Das Stafford-Covey Sonderkommando drängte in einem Bericht vom 19. Mai die NASA ihre Fortschritt der Unteruchungen bekannt zu geben und mit Alternativvorschlägen zur Reparatur zu starten. Ingeneure haben indessen einen neuen Kitt entwickelt, der Brüche und Kachelöffnungen des spröden Karbonhitzeschilds der verwundbaren Flügelenden bis zu einer Größe von ungefähr zehn Zentimeter füllen kann. Es gibt noch eine dritte Strategie, die als sogenannte "wrap over an entire panel" (Austausch ganzer Flügeleinheiten) eher weniger realisierbar ist. Denn ein Shuttle besitzt 44 einzigartige Kacheln. Um für alle ein Austauschstück parat zu haben, müssten diese in der Raumstation zwischengelagert und von Astronauten mittels Weltraumspaziergang montiert werden. Das würde zu einem einen Großteil des Frachtraumes der Raumstation in beschlag nehmen und zum anderen können aufgrund schmaler Unregelmäßigkeiten in den Lücken zwischen den Kacheln ungewollte Störungen im extrem heißen Luftstrom während der Wiedereintrittsphase des Shuttle auftreten.

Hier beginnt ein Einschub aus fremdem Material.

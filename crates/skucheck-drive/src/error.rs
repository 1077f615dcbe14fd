//! Errors raised while building the storage client.
//!
//! Listing failures are reported through [`skucheck_core::EnumerationError`].

use thiserror::Error;

/// Client construction failures.
#[derive(Debug, Error)]
pub enum DriveError {
    /// The underlying HTTP client could not be built.
    #[error("failed to build storage http client")]
    HttpClient {
        /// Source reqwest error.
        source: reqwest::Error,
    },
}

/// Convenience alias for client construction results.
pub type DriveResult<T> = Result<T, DriveError>;
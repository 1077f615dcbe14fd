#![forbid(unsafe_code)]
#![deny(
    unused_must_use,
    clippy::all,
    rustdoc::broken_intra_doc_links,
    rustdoc::bare_urls,
    missing_docs
)]

//! Shared test helpers used across integration suites.
//! Layout: fixtures.rs (wire bodies, typed records, config), mocks.rs (scripted
//! service fakes and gates).

pub mod fixtures;
pub mod mocks;
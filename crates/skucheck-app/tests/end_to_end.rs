use std::sync::Arc;

use httpmock::prelude::*;
use serde_json::json;
use skucheck_app::{SearchFailure, SearchPipeline, build_pipeline};
use skucheck_core::{
    Degradation, EnumerationError, MissingTarget, RecordStoreError, Verdict,
};
use skucheck_test_support::fixtures::{
    TEST_BASE, TEST_LINKED_TABLE, TEST_PRODUCT_TABLE, config_for, credentials, drive_error_body,
    drive_file_json, drive_list_body, linked_json, list_body, product_fields, product_json,
};

const FILES_PATH: &str = "/drive/v3/files";

fn products_path() -> String {
    format!("/{TEST_BASE}/{TEST_PRODUCT_TABLE}")
}

fn pipeline_for(records: &MockServer, storage: &MockServer) -> anyhow::Result<SearchPipeline> {
    let config = config_for(&records.base_url(), &storage.base_url())?;
    Ok(build_pipeline(&config, credentials())?)
}

#[tokio::test]
async fn both_photos_verified_through_real_clients() -> anyhow::Result<()> {
    let records = MockServer::start_async().await;
    let storage = MockServer::start_async().await;
    records.mock(|when, then| {
        when.method(GET)
            .path(products_path())
            .query_param("filterByFormula", "{SKU}='MF-2411'");
        then.status(200).json_body(list_body(&[product_json(
            "recA",
            product_fields("MF-2411", "F1", "fr", "bk"),
        )]));
    });
    let listing = storage.mock(|when, then| {
        when.method(GET).path(FILES_PATH);
        then.status(200).json_body(drive_list_body(&[
            drive_file_json("fr", "front.jpg", "image/jpeg"),
            drive_file_json("bk", "back.jpg", "image/jpeg"),
        ]));
    });

    let result = pipeline_for(&records, &storage)?.run("mf-2411").await?;

    listing.assert();
    assert_eq!(result.front(), Verdict::Verified);
    assert_eq!(result.back(), Verdict::Verified);
    assert_eq!(result.degradation(), None);
    let names: Vec<&str> = result
        .files()
        .unwrap_or_default()
        .iter()
        .map(|file| file.name.as_str())
        .collect();
    assert_eq!(names, ["back.jpg", "front.jpg"]);
    Ok(())
}

#[tokio::test]
async fn linked_record_supplies_the_folder() -> anyhow::Result<()> {
    let records = MockServer::start_async().await;
    let storage = MockServer::start_async().await;
    records.mock(|when, then| {
        when.method(GET).path(products_path());
        then.status(200).json_body(list_body(&[product_json(
            "recA",
            json!({ "SKU": "MF-2411", "RAW": ["recRaw"], "rawID_FRONT": "fr" }),
        )]));
    });
    let linked = records.mock(|when, then| {
        when.method(GET)
            .path(format!("/{TEST_BASE}/{TEST_LINKED_TABLE}/recRaw"));
        then.status(200).json_body(linked_json("recRaw", "F123"));
    });
    storage.mock(|when, then| {
        when.method(GET).path(FILES_PATH).query_param(
            "q",
            "'F123' in parents and mimeType contains 'image' and trashed = false",
        );
        then.status(200)
            .json_body(drive_list_body(&[drive_file_json("fr", "front.jpg", "image/jpeg")]));
    });

    let result = pipeline_for(&records, &storage)?.run("MF-2411").await?;

    linked.assert();
    assert_eq!(result.folder(), Some("F123"));
    assert_eq!(result.front(), Verdict::Verified);
    assert_eq!(result.back(), Verdict::Missing);
    Ok(())
}

#[tokio::test]
async fn access_denied_degrades_but_keeps_the_record() -> anyhow::Result<()> {
    let records = MockServer::start_async().await;
    let storage = MockServer::start_async().await;
    records.mock(|when, then| {
        when.method(GET).path(products_path());
        then.status(200).json_body(list_body(&[product_json(
            "recA",
            product_fields("MF-2411", "F1", "fr", "bk"),
        )]));
    });
    storage.mock(|when, then| {
        when.method(GET).path(FILES_PATH);
        then.status(403).json_body(drive_error_body(403, "forbidden"));
    });

    let result = pipeline_for(&records, &storage)?.run("MF-2411").await?;

    assert_eq!(result.record().id, "recA");
    assert_eq!(result.files(), None);
    assert_eq!(result.front(), Verdict::Unverifiable);
    assert_eq!(result.back(), Verdict::Unverifiable);
    assert_eq!(
        result.degradation(),
        Some(&Degradation::Enumeration {
            error: EnumerationError::AccessDenied {
                reason: Some("forbidden".to_string())
            }
        })
    );
    Ok(())
}

#[tokio::test]
async fn unknown_sku_is_fatal_and_skips_storage() -> anyhow::Result<()> {
    let records = MockServer::start_async().await;
    let storage = MockServer::start_async().await;
    records.mock(|when, then| {
        when.method(GET).path(products_path());
        then.status(200).json_body(json!({ "records": [] }));
    });

    let result = pipeline_for(&records, &storage)?.run("MF-9999").await;

    assert_eq!(
        result,
        Err(SearchFailure::Fatal {
            source: RecordStoreError::NotFound {
                target: MissingTarget::Sku("MF-9999".to_string())
            }
        })
    );
    Ok(())
}

#[tokio::test]
async fn identical_backends_give_identical_results() -> anyhow::Result<()> {
    let records = MockServer::start_async().await;
    let storage = MockServer::start_async().await;
    records.mock(|when, then| {
        when.method(GET).path(products_path());
        then.status(200).json_body(list_body(&[product_json(
            "recA",
            product_fields("MF-2411", "F1", "fr", "bk"),
        )]));
    });
    storage.mock(|when, then| {
        when.method(GET).path(FILES_PATH);
        then.status(200)
            .json_body(drive_list_body(&[drive_file_json("fr", "front.jpg", "image/jpeg")]));
    });
    let pipeline = Arc::new(pipeline_for(&records, &storage)?);

    let first = pipeline.run("MF-2411").await?;
    let second = pipeline.run("MF-2411").await?;

    assert_eq!(first, second);
    assert_eq!(
        serde_json::to_value(&first)?,
        serde_json::to_value(&second)?
    );
    Ok(())
}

Die NASA plant auch die Außenseite des Shuttles mittels Kameras und anderen Sensoren die an einem 15 Meter langen Arm befestigt sind zu untersuchen. Am Tag nach dem Start wird dann dieser Arm vom Roboterarm des Shuttles über die Außenseite des Shuttles geführt, um diese nach Beschädigungen zu untersuchen.